Saved data entries
-- Opening Marker --

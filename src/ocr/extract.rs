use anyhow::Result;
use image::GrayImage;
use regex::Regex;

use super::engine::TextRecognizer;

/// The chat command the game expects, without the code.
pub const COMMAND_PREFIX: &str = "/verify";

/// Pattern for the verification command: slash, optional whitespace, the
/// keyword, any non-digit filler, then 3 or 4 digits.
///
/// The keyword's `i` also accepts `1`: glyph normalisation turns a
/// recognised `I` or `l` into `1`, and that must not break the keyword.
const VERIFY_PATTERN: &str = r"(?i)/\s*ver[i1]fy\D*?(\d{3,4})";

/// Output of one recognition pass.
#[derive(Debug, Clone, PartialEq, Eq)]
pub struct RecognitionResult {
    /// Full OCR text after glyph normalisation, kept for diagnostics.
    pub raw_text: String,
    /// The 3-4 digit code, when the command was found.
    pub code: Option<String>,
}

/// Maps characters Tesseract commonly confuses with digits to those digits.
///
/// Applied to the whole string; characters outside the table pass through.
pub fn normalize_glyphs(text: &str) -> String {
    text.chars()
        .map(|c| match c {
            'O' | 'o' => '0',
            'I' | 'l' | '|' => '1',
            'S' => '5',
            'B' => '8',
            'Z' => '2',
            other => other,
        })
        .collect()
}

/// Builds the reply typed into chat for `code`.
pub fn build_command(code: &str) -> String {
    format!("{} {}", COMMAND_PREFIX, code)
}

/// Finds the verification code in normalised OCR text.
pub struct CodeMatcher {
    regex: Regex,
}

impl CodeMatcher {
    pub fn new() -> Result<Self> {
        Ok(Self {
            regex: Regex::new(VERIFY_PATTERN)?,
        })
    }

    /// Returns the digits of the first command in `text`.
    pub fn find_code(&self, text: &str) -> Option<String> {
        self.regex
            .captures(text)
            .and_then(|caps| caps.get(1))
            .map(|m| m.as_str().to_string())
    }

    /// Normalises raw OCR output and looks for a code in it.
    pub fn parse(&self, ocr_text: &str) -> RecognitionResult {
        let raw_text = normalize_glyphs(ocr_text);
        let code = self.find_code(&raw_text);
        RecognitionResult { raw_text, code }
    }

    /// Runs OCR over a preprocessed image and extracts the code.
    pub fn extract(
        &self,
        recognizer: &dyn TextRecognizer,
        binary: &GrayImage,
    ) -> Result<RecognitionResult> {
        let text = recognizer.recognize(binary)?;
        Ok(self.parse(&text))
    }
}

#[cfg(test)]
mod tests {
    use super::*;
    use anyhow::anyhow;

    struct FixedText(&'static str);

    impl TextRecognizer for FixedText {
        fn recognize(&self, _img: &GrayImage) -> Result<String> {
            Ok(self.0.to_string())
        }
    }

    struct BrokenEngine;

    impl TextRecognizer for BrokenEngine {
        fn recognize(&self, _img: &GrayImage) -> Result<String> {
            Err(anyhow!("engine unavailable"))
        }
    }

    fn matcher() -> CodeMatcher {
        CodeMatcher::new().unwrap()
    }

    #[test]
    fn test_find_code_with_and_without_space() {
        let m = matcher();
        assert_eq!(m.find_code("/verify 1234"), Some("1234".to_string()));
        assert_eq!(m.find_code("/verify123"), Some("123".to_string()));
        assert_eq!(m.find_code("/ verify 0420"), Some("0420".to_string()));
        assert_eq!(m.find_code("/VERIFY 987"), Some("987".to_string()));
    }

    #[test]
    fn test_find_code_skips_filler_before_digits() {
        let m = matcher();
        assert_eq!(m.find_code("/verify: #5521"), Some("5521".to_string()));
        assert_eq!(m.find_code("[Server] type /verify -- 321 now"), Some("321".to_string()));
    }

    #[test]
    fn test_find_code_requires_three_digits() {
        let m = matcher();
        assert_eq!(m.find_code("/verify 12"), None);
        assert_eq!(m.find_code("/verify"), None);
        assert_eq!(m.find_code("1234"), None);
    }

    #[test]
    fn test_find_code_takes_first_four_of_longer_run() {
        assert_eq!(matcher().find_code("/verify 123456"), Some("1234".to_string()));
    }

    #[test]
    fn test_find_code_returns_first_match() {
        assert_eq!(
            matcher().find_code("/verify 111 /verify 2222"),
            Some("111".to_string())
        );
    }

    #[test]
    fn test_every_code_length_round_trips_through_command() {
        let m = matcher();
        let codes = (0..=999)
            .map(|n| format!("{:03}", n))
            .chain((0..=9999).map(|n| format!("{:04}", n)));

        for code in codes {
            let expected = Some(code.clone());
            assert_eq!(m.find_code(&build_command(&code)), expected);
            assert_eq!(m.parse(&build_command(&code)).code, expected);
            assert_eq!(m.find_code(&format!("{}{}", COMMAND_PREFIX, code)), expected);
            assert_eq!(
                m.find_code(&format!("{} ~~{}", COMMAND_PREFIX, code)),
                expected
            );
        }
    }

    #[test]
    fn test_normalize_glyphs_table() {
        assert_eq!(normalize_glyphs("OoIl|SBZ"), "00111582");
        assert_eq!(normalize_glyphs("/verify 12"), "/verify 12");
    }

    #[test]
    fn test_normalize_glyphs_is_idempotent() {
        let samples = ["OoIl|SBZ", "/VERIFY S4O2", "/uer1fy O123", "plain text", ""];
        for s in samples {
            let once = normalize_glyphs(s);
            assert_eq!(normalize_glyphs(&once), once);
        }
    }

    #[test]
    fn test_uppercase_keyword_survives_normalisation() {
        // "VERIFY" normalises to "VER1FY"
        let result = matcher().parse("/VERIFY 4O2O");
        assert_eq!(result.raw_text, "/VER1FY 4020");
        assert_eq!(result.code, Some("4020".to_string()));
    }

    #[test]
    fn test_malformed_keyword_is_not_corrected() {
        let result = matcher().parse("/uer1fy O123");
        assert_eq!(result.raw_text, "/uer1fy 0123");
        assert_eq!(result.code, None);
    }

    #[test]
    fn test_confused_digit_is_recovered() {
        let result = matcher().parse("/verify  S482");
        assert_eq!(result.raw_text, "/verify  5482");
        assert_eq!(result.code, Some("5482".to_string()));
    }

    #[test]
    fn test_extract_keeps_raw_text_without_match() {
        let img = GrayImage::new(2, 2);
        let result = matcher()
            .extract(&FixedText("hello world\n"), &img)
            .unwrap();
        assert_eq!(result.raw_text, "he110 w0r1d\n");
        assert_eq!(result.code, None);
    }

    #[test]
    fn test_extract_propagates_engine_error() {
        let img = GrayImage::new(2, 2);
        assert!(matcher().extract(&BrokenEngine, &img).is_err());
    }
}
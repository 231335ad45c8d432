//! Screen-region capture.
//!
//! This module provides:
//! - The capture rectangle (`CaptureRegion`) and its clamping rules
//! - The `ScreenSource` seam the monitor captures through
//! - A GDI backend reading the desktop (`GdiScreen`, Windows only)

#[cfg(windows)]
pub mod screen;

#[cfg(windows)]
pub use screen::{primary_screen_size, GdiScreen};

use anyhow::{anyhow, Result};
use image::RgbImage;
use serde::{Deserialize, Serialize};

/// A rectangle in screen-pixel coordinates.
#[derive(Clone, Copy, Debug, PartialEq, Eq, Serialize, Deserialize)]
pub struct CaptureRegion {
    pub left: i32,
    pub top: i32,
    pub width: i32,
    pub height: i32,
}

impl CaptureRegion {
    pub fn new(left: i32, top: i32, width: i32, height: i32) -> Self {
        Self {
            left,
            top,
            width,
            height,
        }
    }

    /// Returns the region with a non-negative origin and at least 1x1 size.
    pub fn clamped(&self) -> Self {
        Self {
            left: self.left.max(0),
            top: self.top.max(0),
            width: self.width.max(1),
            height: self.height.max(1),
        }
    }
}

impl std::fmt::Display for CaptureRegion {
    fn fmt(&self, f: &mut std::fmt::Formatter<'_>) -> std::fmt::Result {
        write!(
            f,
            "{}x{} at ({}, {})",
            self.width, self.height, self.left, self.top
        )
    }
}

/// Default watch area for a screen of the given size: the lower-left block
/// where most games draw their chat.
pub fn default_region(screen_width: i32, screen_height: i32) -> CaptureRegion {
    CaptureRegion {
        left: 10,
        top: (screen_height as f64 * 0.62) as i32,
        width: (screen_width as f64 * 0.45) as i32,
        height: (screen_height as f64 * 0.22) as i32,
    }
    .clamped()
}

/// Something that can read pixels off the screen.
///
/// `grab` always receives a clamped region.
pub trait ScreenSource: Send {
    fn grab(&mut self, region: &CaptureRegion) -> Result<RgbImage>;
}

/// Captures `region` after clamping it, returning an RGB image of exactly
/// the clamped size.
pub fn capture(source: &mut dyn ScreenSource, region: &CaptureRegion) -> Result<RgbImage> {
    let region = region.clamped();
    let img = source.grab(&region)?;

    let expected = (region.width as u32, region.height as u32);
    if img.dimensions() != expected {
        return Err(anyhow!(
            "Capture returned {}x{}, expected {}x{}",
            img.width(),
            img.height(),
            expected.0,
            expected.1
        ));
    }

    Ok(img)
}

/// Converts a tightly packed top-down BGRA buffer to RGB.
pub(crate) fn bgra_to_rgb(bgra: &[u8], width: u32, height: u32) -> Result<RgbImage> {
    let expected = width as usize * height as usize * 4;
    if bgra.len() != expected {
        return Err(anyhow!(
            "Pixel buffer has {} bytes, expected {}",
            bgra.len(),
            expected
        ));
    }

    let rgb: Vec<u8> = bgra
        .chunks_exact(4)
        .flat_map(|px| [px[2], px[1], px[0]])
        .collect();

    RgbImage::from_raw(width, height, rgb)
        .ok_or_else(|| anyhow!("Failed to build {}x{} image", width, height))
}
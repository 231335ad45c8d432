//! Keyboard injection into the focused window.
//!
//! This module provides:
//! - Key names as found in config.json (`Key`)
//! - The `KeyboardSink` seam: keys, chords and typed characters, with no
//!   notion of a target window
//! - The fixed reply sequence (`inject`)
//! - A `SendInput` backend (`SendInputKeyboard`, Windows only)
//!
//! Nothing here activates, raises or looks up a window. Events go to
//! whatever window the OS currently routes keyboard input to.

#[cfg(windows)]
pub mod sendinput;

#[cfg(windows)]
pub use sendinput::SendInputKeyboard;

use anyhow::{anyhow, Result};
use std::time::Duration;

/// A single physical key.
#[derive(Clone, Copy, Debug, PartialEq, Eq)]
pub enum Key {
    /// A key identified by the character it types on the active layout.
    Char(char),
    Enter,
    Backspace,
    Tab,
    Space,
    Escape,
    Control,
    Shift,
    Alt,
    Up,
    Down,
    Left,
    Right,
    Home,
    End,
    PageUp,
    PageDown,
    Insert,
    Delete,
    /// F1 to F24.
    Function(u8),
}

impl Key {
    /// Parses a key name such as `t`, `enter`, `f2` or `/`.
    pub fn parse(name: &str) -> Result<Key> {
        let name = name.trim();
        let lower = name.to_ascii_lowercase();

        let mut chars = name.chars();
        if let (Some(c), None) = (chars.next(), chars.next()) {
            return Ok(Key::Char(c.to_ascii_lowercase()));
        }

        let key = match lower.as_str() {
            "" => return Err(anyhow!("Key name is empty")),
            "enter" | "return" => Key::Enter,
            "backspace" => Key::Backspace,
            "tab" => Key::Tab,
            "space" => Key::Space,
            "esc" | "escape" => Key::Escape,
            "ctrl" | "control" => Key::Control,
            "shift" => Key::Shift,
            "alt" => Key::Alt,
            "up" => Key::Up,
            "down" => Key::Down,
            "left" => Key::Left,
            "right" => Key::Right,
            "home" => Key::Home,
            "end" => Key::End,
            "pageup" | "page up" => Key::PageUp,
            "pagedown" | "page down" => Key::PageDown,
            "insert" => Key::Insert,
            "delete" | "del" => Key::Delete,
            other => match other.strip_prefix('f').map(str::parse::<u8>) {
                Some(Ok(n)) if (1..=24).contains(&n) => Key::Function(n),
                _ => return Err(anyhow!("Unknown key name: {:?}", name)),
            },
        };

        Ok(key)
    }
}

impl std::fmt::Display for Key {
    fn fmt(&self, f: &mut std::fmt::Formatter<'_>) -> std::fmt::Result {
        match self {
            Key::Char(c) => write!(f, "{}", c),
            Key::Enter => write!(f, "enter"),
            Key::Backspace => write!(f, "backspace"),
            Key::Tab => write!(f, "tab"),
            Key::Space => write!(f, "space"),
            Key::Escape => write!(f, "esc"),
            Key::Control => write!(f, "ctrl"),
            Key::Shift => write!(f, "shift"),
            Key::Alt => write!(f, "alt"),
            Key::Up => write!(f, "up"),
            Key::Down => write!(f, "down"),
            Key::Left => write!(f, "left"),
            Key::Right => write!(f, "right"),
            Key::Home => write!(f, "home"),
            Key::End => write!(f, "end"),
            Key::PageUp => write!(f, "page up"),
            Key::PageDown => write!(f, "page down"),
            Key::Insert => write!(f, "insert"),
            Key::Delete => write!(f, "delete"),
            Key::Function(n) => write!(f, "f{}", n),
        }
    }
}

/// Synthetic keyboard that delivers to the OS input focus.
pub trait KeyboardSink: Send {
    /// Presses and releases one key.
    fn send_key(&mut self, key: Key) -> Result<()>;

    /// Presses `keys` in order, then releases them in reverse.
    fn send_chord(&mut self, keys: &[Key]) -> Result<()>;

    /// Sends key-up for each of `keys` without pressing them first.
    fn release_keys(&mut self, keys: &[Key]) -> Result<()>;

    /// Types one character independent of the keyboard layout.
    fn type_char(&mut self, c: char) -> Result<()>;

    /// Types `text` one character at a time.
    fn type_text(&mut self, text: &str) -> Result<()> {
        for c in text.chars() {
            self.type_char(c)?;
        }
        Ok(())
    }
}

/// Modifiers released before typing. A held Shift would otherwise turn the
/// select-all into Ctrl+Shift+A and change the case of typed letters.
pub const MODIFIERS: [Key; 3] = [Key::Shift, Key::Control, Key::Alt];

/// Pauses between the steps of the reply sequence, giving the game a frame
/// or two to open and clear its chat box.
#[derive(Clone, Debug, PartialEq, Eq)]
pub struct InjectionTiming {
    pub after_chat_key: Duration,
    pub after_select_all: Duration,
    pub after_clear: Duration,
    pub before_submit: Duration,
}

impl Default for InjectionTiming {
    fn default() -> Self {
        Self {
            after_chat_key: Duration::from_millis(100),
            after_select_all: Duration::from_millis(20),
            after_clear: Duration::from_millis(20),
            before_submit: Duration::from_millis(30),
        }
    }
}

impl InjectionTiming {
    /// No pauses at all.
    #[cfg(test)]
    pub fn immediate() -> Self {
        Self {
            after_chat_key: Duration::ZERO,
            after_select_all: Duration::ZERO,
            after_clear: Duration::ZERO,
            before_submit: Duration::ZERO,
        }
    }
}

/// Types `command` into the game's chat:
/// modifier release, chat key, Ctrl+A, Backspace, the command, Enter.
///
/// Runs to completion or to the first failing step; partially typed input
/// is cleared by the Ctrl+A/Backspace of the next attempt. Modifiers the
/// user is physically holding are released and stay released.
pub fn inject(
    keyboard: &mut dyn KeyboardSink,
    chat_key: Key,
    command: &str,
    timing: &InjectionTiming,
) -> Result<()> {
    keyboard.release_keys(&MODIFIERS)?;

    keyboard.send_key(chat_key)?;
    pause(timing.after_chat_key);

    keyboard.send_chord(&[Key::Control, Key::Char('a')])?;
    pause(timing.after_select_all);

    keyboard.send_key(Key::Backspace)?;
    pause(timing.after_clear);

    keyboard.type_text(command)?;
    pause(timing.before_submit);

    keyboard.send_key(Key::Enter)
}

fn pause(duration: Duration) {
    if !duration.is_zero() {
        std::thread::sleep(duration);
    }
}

-- Closing Marker --

Exercise brief:
Copy the lines above exactly. Start with the line containing "image of exactly", end with the line containing "pub enum Key", and include both.

Response area:
/// Captures `region` after clamping it, returning an RGB image of exactly
/// the clamped size.
pub fn capture(source: &mut dyn ScreenSource, region: &CaptureRegion) -> Result<RgbImage> {
    let region = region.clamped();
    let img = source.grab(&region)?;

    let expected = (region.width as u32, region.height as u32);
    if img.dimensions() != expected {
        return Err(anyhow!(
            "Capture returned {}x{}, expected {}x{}",
            img.width(),
            img.height(),
            expected.0,
            expected.1
        ));
    }

    Ok(img)
}

/// Converts a tightly packed top-down BGRA buffer to RGB.
pub(crate) fn bgra_to_rgb(bgra: &[u8], width: u32, height: u32) -> Result<RgbImage> {
    let expected = width as usize * height as usize * 4;
    if bgra.len() != expected {
        return Err(anyhow!(
            "Pixel buffer has {} bytes, expected {}",
            bgra.len(),
            expected
        ));
    }

    let rgb: Vec<u8> = bgra
        .chunks_exact(4)
        .flat_map(|px| [px[2], px[1], px[0]])
        .collect();

    RgbImage::from_raw(width, height, rgb)
        .ok_or_else(|| anyhow!("Failed to build {}x{} image", width, height))
}
repository 231335ad45c8d432
//! Keyboard injection into the focused window.
//!
//! This module provides:
//! - Key names as found in config.json (`Key`)
//! - The `KeyboardSink` seam: keys, chords and typed characters, with no
//!   notion of a target window
//! - The fixed reply sequence (`inject`)
//! - A `SendInput` backend (`SendInputKeyboard`, Windows only)
//!
//! Nothing here activates, raises or looks up a window. Events go to
//! whatever window the OS currently routes keyboard input to.

#[cfg(windows)]
pub mod sendinput;

#[cfg(windows)]
pub use sendinput::SendInputKeyboard;

use anyhow::{anyhow, Result};
use std::time::Duration;

/// A single physical key.
#[derive(Clone, Copy, Debug, PartialEq, Eq)]
pub enum Key {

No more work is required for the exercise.